Die Nachricht übermittelte Österreichs Kanzler Sebastian Kurz am Morgen selber: Gegen ihn und seinen Kabinettschef Bernhard Bonelli ermittelt die Wirtschafts- und Korruptionsstaatsanwaltschaft wegen mutmaßlicher Falschaussagen vor dem Ibiza-Untersuchungsausschuss.
Er habe sein Kabinett darüber informiert, dass er und Bonelli als Beschuldigte geführt würden. "Es handelt sich hier um keinen Korruptionsvorwurf, sondern um den Vorwurf von SPÖ und NEOS, eine falsche Aussage im U-Ausschuss getätigt zu haben", sagte er.

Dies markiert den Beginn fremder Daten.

use yew_router::prelude::*;

#[derive(Clone, Debug, Routable, PartialEq, Eq)]
pub enum Route {
    #[at("/")]
    Landing,
    #[at("/dashboard")]
    Dashboard,
    #[at("/plan-trip")]
    PlanTrip,
    #[at("/itinerary")]
    Itinerary,
    #[at("/feedback")]
    Feedback,
    #[at("/404")]
    #[not_found]
    NotFound,
}

impl Route {
    /// i18n key for the document title shown on this route.
    #[must_use]
    pub const fn title_key(&self) -> &'static str {
        match self {
            Self::Landing => "landing.title",
            Self::Dashboard => "dashboard.title",
            Self::PlanTrip => "planner.title",
            Self::Itinerary => "itinerary.title",
            Self::Feedback => "feedback.title",
            Self::NotFound => "not_found.title",
        }
    }

    /// Whether the view needs trip parameters carried over from the form.
    #[must_use]
    pub const fn requires_trip(&self) -> bool {
        matches!(self, Self::Itinerary)
    }
}
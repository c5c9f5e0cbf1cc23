//! Post-trip feedback form state
use serde::{Deserialize, Serialize};

pub const MAX_RATING: u8 = 5;

#[derive(Debug, Clone, Copy, PartialEq, Eq, Serialize, Deserialize)]
pub enum FeedbackOutcome {
    ReturnToDashboard,
}

/// Star rating (0 = unset) and free-text comment. Nothing is stored or sent.
#[derive(Debug, Clone, PartialEq, Eq, Default, Serialize, Deserialize)]
pub struct FeedbackForm {
    pub rating: u8,
    pub comment: String,
}

impl FeedbackForm {
    /// Set the star rating, clamped to 1..=5.
    pub fn set_rating(&mut self, stars: u8) {
        self.rating = stars.clamp(1, MAX_RATING);
    }

    pub fn set_comment(&mut self, comment: impl Into<String>) {
        self.comment = comment.into();
    }

    #[must_use]
    pub const fn is_rated(&self) -> bool {
        self.rating > 0
    }

    /// Whether star `n` (1-based) renders filled.
    #[must_use]
    pub const fn is_star_filled(&self, n: u8) -> bool {
        self.rating >= n
    }

    /// Submission never fails and always leads back to the dashboard.
    #[must_use]
    pub const fn submit(&self) -> FeedbackOutcome {
        FeedbackOutcome::ReturnToDashboard
    }

    #[must_use]
    pub const fn cancel(&self) -> FeedbackOutcome {
        FeedbackOutcome::ReturnToDashboard
    }
}
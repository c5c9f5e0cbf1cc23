use crate::components::chat_panel::ChatPanel;
use crate::components::daisy_ui::{Badge, DaisyColor};
use crate::components::day_card::DayCard;
use crate::i18n::{fmt_inr, t, tr, tr_count};
use std::collections::BTreeMap;
use std::rc::Rc;
use wayfarer_planner::{Itinerary, ItineraryGenerator, TripParameters};
use yew::prelude::*;

#[derive(Properties, PartialEq, Clone)]
pub struct ItineraryPageProps {
    pub trip: TripParameters,
    pub generator: Rc<ItineraryGenerator>,
    /// Seed for the draw made on mount; a fresh one when unset.
    #[prop_or_default]
    pub seed: Option<u64>,
    #[prop_or_default]
    pub chat_open: bool,
    pub on_feedback: Callback<()>,
}

/// Seed for a fresh itinerary draw.
#[must_use]
pub fn fresh_seed() -> u64 {
    #[cfg(target_arch = "wasm32")]
    {
        js_sys::Date::now().to_bits() ^ js_sys::Math::random().to_bits().rotate_left(17)
    }
    #[cfg(not(target_arch = "wasm32"))]
    {
        std::time::SystemTime::now()
            .duration_since(std::time::UNIX_EPOCH)
            .map_or(0, |elapsed| {
                u64::try_from(elapsed.as_nanos()).unwrap_or(u64::MAX)
            })
    }
}

fn draw(generator: &ItineraryGenerator, trip: &TripParameters, seed: u64) -> Itinerary {
    let plan = generator.generate_seeded(trip, seed);
    log::info!(
        "generated {} day itinerary for `{}` (seed {seed:#x})",
        plan.len(),
        plan.destination_key
    );
    plan
}

fn estimate_line(itinerary: &Itinerary) -> String {
    let amount = fmt_inr(itinerary.estimated_total());
    let mut args = BTreeMap::new();
    args.insert("amount", amount.as_str());
    tr("itinerary.estimate", Some(&args))
}

#[function_component(ItineraryPage)]
pub fn itinerary_page(props: &ItineraryPageProps) -> Html {
    // Owned by this view only; leaving the route drops it.
    let itinerary = {
        let generator = props.generator.clone();
        let trip = props.trip.clone();
        let seed = props.seed;
        use_state(move || draw(&generator, &trip, seed.unwrap_or_else(fresh_seed)))
    };
    let chat_open = {
        let initial = props.chat_open;
        use_state(move || initial)
    };
    let toggle_chat = {
        let chat_open = chat_open.clone();
        Callback::from(move |_: MouseEvent| chat_open.set(!*chat_open))
    };
    let close_chat = {
        let chat_open = chat_open.clone();
        Callback::from(move |()| chat_open.set(false))
    };
    let regenerate = {
        let itinerary = itinerary.clone();
        let generator = props.generator.clone();
        let trip = props.trip.clone();
        Callback::from(move |_: MouseEvent| itinerary.set(draw(&generator, &trip, fresh_seed())))
    };
    let feedback = {
        let cb = props.on_feedback.clone();
        Callback::from(move |_: MouseEvent| cb.emit(()))
    };

    let itinerary = &*itinerary;
    let params = &itinerary.params;
    let (budget_label, budget_color) = if itinerary.within_budget() {
        (t("itinerary.within_budget"), DaisyColor::Success)
    } else {
        (t("itinerary.over_budget"), DaisyColor::Warning)
    };
    let subtitle = format!(
        "{} · {} · {}",
        params.destination.label(),
        tr_count("planner.days", u64::from(params.days)),
        t(params.trip_type.i18n_key())
    );

    html! {
        <section class="flex flex-col gap-6" data-testid="itinerary">
            <header class="flex flex-wrap items-start justify-between gap-4">
                <div>
                    <h1 class="text-3xl font-bold">{ t("itinerary.title") }</h1>
                    <p class="text-base-content/70">{ subtitle }</p>
                    <p class="flex items-center gap-2">
                        { estimate_line(itinerary) }
                        <Badge label={AttrValue::from(budget_label)} variant={budget_color} />
                    </p>
                </div>
                <div class="flex flex-wrap gap-2">
                    <button type="button" class="btn btn-secondary" onclick={toggle_chat}>
                        { t("itinerary.assistant") }
                    </button>
                    <button type="button" class="btn btn-outline" onclick={regenerate}>
                        { t("itinerary.regenerate") }
                    </button>
                    <button type="button" class="btn btn-primary" onclick={feedback}>
                        { t("itinerary.feedback") }
                    </button>
                </div>
            </header>
            <div class="grid gap-4">
                { for itinerary.days.iter().map(|plan| html! {
                    <DayCard key={plan.day} plan={plan.clone()} />
                }) }
            </div>
            if *chat_open {
                <ChatPanel config={props.generator.config().chat.clone()} on_close={close_chat} />
            }
        </section>
    }
}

Chat-Protokolle belegen Vorabsprachen
Die Ermittlungen gehen auf Anzeigen der SPÖ und der liberalen NEOS zurück. Beide Oppositionsparteien werfen Kurz vor, im Untersuchungsausschuss bei Fragen nach der Berufung seines politischen Vertrauten Thomas Schmid zum alleinigen Vorstand der staatlichen Holdingsgesellschaft Öbag nicht die Wahrheit gesagt zu haben.

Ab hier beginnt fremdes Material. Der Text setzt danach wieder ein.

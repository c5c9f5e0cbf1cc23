use crate::components::daisy_ui::foundation as f;
use wayfarer_planner::feedback::MAX_RATING;

#[derive(f::Properties, PartialEq, Clone)]
pub struct RatingProps {
    /// Current stars, 0 when unset.
    #[prop_or_default]
    pub value: u8,
    #[prop_or_default]
    pub label: Option<f::AttrValue>,
    #[prop_or(f::DaisySize::Lg)]
    pub size: f::DaisySize,
    #[prop_or_default]
    pub class: f::Classes,
    #[prop_or_default]
    pub on_change: f::Callback<u8>,
}

/// Star buttons; every star up to the current value renders filled.
#[f::function_component(Rating)]
pub fn rating(props: &RatingProps) -> f::Html {
    let mut class = f::class_list(&["rating", "gap-1"], &props.class);
    class.push(props.size.class("rating"));
    f::html! {
        <div class={class} role="radiogroup" aria-label={f::attr_value(&props.label)}>
            { for (1..=MAX_RATING).map(|star| {
                let filled = props.value >= star;
                let on_click = {
                    let cb = props.on_change.clone();
                    f::Callback::from(move |_: f::MouseEvent| cb.emit(star))
                };
                let star_class = if filled {
                    "mask mask-star-2 bg-amber-400"
                } else {
                    "mask mask-star-2 bg-base-300"
                };
                f::html! {
                    <button
                        type="button"
                        class={star_class}
                        role="radio"
                        aria-checked={if props.value == star { "true" } else { "false" }}
                        aria-label={crate::i18n::tr_count("feedback.star", u64::from(star))}
                        data-filled={filled.to_string()}
                        onclick={on_click}
                    />
                }
            }) }
        </div>
    }
}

Diese Personalentscheidung reicht zurück in die Regierungszeit von Kurz mit der rechten FPÖ unter dem damaligen Parteichef Heinz Christian Strache. Vor dem Ausschuss hatte Kurz verneint, mit Schmid vor dessen Berufung auf den gut dotierten Vorstandsposten über die Bewerbung gesprochen zu haben. Später wurden Chat-Protokolle zwischen Kurz und Schmid bekannt, aus denen ersichtlich wurde, dass es vertrauliche Vorabsprachen gegeben hatte.
Kurz wies heute die Anschuldigungen zurück. "Ich möchte darauf hinweisen, dass ich stets im Untersuchungsausschuss und zwar stundenlang versucht habe, bestmöglich, soweit ich mich erinnern konnte, wahrheitsgemäß zu beantworten."
"Kein Anlass für Rücktritt"
Er rechne damit, dass die Wirtschafts- und Korruptionsstaatsanwaltschaft einen Strafantrag gegen ihn stellen werde, da es sich um ein Verfahren vor einem einzelnen Richter handele. Dies kommt einer Anklage gleich. Nach eigenen Worten sieht Kurz keinen Anlass für einen Rücktritt, er werde seine Arbeit fortsetzen.
Die SPÖ-Vorsitzende Pamela Rendi Wagner will den weiteren Gang der Ermittlungen abwarten. Doch sollte es in der Folge tatsächlich zu einer Anklage gegen den Bundeskanzler kommen, sei aus ihrer Sicht eine rote Linie überschritten. "Da hat er die Konsequenzen zu ziehen."
Liberale sprechen von Vertrauensverlust
Auch die liberalen NEOS, die bereits Ende März dieses Jahres der Wirtschafts- und Korruptionsstaatsanwaltschaft die mutmaßlichen Falschaussagen zur Prüfung vorgelegt hatten, sprechen von einem Vertrauensverlust. Die Bevölkerung müsse sich fragen, ob sie dem ÖVP-Regierungschef und seiner Mannschaft noch vertrauen könne.
Neben Kurz und dessen Kabinettschef Bonelli ermittelt die Wirtschafts- und Korruptionsstaatsanwaltschaft auch gegen ÖVP-Finanzminister Gernot Blümel, bei dem im Februar eine Hausdurchsuchung durchgeführt worden war.
Die FPÖ, ehemals Koalitionspartner von Kurz, fordert den Rücktritt des Kanzlers. Auf die Frage, ob er im Falle einer Verurteilung zurücktreten würde, erwiderte Kurz wörtlich: "Ehrlich gesagt kann ich mir das beim besten Willen nicht vorstellen."